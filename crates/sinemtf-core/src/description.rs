//! Geometric metadata of a generated chart.

use crate::{ConfigurationError, JsonIoError, Xywhr};
use serde::{Deserialize, Serialize};
use std::{fs, path::Path};

#[derive(Clone, Copy, Debug, PartialEq, Eq, Serialize, Deserialize)]
pub struct SizePx {
    pub h: usize,
    pub w: usize,
}

#[derive(Clone, Copy, Debug, PartialEq, Serialize, Deserialize)]
pub struct SizeMm {
    pub h: f64,
    pub w: f64,
}

/// The fiducial marker region.
#[derive(Clone, Debug, PartialEq, Serialize, Deserialize)]
pub struct FiducialRegion {
    pub id: u32,
    pub xywhr: Xywhr,
    /// Printed side length of the marker, mm.
    pub physical_width_mm: f64,
}

impl FiducialRegion {
    /// Chart pixel pitch derived from the marker, mm per canonical pixel.
    pub fn pixel_pitch_mm(&self) -> f64 {
        self.physical_width_mm / self.xywhr.width
    }
}

/// The block of stacked sine tiles, one per frequency.
#[derive(Clone, Debug, PartialEq, Serialize, Deserialize)]
pub struct SineBlock {
    pub xywhr: Xywhr,
    pub frequencies_lpmm: Vec<f64>,
}

impl SineBlock {
    /// Per-frequency tile rectangles, in frequency order.
    pub fn tiles(&self) -> Vec<(f64, Xywhr)> {
        self.frequencies_lpmm
            .iter()
            .copied()
            .zip(self.xywhr.split_rows(self.frequencies_lpmm.len()))
            .collect()
    }
}

#[derive(Clone, Debug, PartialEq, Serialize, Deserialize)]
pub struct ReferenceStrip {
    pub xywhr: Xywhr,
}

/// Everything needed to find the chart regions again in a photograph.
///
/// All rectangles live in canonical chart pixels at the design resolution.
/// Unknown fields are ignored when loading.
#[derive(Clone, Debug, PartialEq, Serialize, Deserialize)]
pub struct ChartDescription {
    pub total_size_px: SizePx,
    pub total_size_mm: SizeMm,
    pub fiducial: FiducialRegion,
    pub sine_block: SineBlock,
    pub reference_strip: ReferenceStrip,
    #[serde(default, skip_serializing_if = "Option::is_none")]
    pub dpi: Option<f64>,
    #[serde(default, skip_serializing_if = "Option::is_none")]
    pub dictionary: Option<String>,
}

impl ChartDescription {
    /// Check frequencies, region sizes and that no two regions overlap.
    pub fn validate(&self) -> Result<(), ConfigurationError> {
        let freqs = &self.sine_block.frequencies_lpmm;
        if freqs.is_empty() {
            return Err(ConfigurationError::EmptyFrequencies);
        }
        if let Some(&lpmm) = freqs.iter().find(|f| !(f.is_finite() && **f > 0.0)) {
            return Err(ConfigurationError::InvalidFrequency { lpmm });
        }
        if let Some(dpi) = self.dpi {
            if !(dpi.is_finite() && dpi > 0.0) {
                return Err(ConfigurationError::InvalidDpi { dpi });
            }
        }
        let pw = self.fiducial.physical_width_mm;
        if !(pw.is_finite() && pw > 0.0) {
            return Err(ConfigurationError::InvalidDimension {
                what: "fiducial physical width",
                value: pw,
            });
        }

        let regions = self.regions();
        for (name, r) in &regions {
            if !r.is_valid() {
                return Err(ConfigurationError::InvalidDimension {
                    what: *name,
                    value: r.width.min(r.height),
                });
            }
        }
        for i in 0..regions.len() {
            for j in i + 1..regions.len() {
                if boxes_overlap(&regions[i].1, &regions[j].1) {
                    return Err(ConfigurationError::OverlappingRegions {
                        a: regions[i].0,
                        b: regions[j].0,
                    });
                }
            }
        }
        Ok(())
    }

    /// Named regions in a fixed order: fiducial, sine block, reference strip.
    pub fn regions(&self) -> [(&'static str, Xywhr); 3] {
        [
            ("fiducial", self.fiducial.xywhr),
            ("sine_block", self.sine_block.xywhr),
            ("reference_strip", self.reference_strip.xywhr),
        ]
    }

    /// The fiducial region if it carries `id`.
    pub fn fiducial_with_id(&self, id: u32) -> Result<&FiducialRegion, ConfigurationError> {
        if self.fiducial.id == id {
            Ok(&self.fiducial)
        } else {
            Err(ConfigurationError::UnknownFiducial { id })
        }
    }

    pub fn load_json(path: impl AsRef<Path>) -> Result<Self, JsonIoError> {
        let raw = fs::read_to_string(path)?;
        Ok(serde_json::from_str(&raw)?)
    }

    pub fn write_json(&self, path: impl AsRef<Path>) -> Result<(), JsonIoError> {
        let json = serde_json::to_string_pretty(self)?;
        fs::write(path, json)?;
        Ok(())
    }
}

// Overlap of the axis-aligned bounding boxes; shared edges do not count.
fn boxes_overlap(a: &Xywhr, b: &Xywhr) -> bool {
    const EPS: f64 = 1e-6;
    let a = a.bounding_box();
    let b = b.bounding_box();
    let ox = a[2].min(b[2]) - a[0].max(b[0]);
    let oy = a[3].min(b[3]) - a[1].max(b[1]);
    ox > EPS && oy > EPS
}

#[cfg(test)]
mod tests {
    use super::*;
    use std::f64::consts::FRAC_PI_2;

    fn sample() -> ChartDescription {
        ChartDescription {
            total_size_px: SizePx { h: 120, w: 90 },
            total_size_mm: SizeMm { h: 5.08, w: 3.81 },
            fiducial: FiducialRegion {
                id: 7,
                xywhr: Xywhr::axis_aligned(50.0, 0.0, 40.0, 40.0),
                physical_width_mm: 1.6933,
            },
            sine_block: SineBlock {
                xywhr: Xywhr::new(0.0, 100.0, 100.0, 45.0, -FRAC_PI_2),
                frequencies_lpmm: vec![5.0, 10.0, 20.0],
            },
            reference_strip: ReferenceStrip {
                xywhr: Xywhr::axis_aligned(0.0, 105.0, 90.0, 15.0),
            },
            dpi: Some(600.0),
            dictionary: None,
        }
    }

    #[test]
    fn sample_is_valid_and_tiles_follow_frequencies() {
        let d = sample();
        d.validate().expect("valid");
        let tiles = d.sine_block.tiles();
        assert_eq!(tiles.len(), 3);
        assert_eq!(tiles[2].0, 20.0);
        assert!((tiles[1].1.x - 15.0).abs() < 1e-9);
        assert!((tiles[1].1.height - 15.0).abs() < 1e-9);
    }

    #[test]
    fn overlapping_regions_are_rejected() {
        let mut d = sample();
        d.fiducial.xywhr.x = 20.0;
        assert_eq!(
            d.validate(),
            Err(ConfigurationError::OverlappingRegions {
                a: "fiducial",
                b: "sine_block"
            })
        );
    }

    #[test]
    fn bad_frequencies_are_rejected() {
        let mut d = sample();
        d.sine_block.frequencies_lpmm.clear();
        assert_eq!(d.validate(), Err(ConfigurationError::EmptyFrequencies));
        d.sine_block.frequencies_lpmm = vec![5.0, -1.0];
        assert_eq!(
            d.validate(),
            Err(ConfigurationError::InvalidFrequency { lpmm: -1.0 })
        );
    }

    #[test]
    fn unknown_fiducial_id() {
        let d = sample();
        assert!(d.fiducial_with_id(7).is_ok());
        assert_eq!(
            d.fiducial_with_id(3),
            Err(ConfigurationError::UnknownFiducial { id: 3 })
        );
    }

    #[test]
    fn json_file_round_trip_ignores_unknown_fields() {
        let d = sample();
        let dir = tempfile::tempdir().expect("tempdir");
        let path = dir.path().join("chart_description.json");
        d.write_json(&path).expect("write");
        assert_eq!(ChartDescription::load_json(&path).expect("load"), d);

        let mut value: serde_json::Value = serde_json::to_value(&d).expect("to value");
        value["printer"] = serde_json::json!("lab inkjet");
        value["fiducial"]["note"] = serde_json::json!(1);
        let back: ChartDescription = serde_json::from_value(value).expect("lenient parse");
        assert_eq!(back, d);
    }

    #[test]
    fn rectangles_are_plain_arrays_in_json() {
        let json = serde_json::to_value(sample()).expect("json");
        assert_eq!(json["reference_strip"]["xywhr"], serde_json::json!([0.0, 105.0, 90.0, 15.0, 0.0]));
        assert!(json.get("dictionary").is_none());
    }
}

════

Pull every line containing the word "order" out of the material and copy it.

    /// Per-frequency tile rectangles, in frequency order.
    /// Named regions in a fixed order: fiducial, sine block, reference strip.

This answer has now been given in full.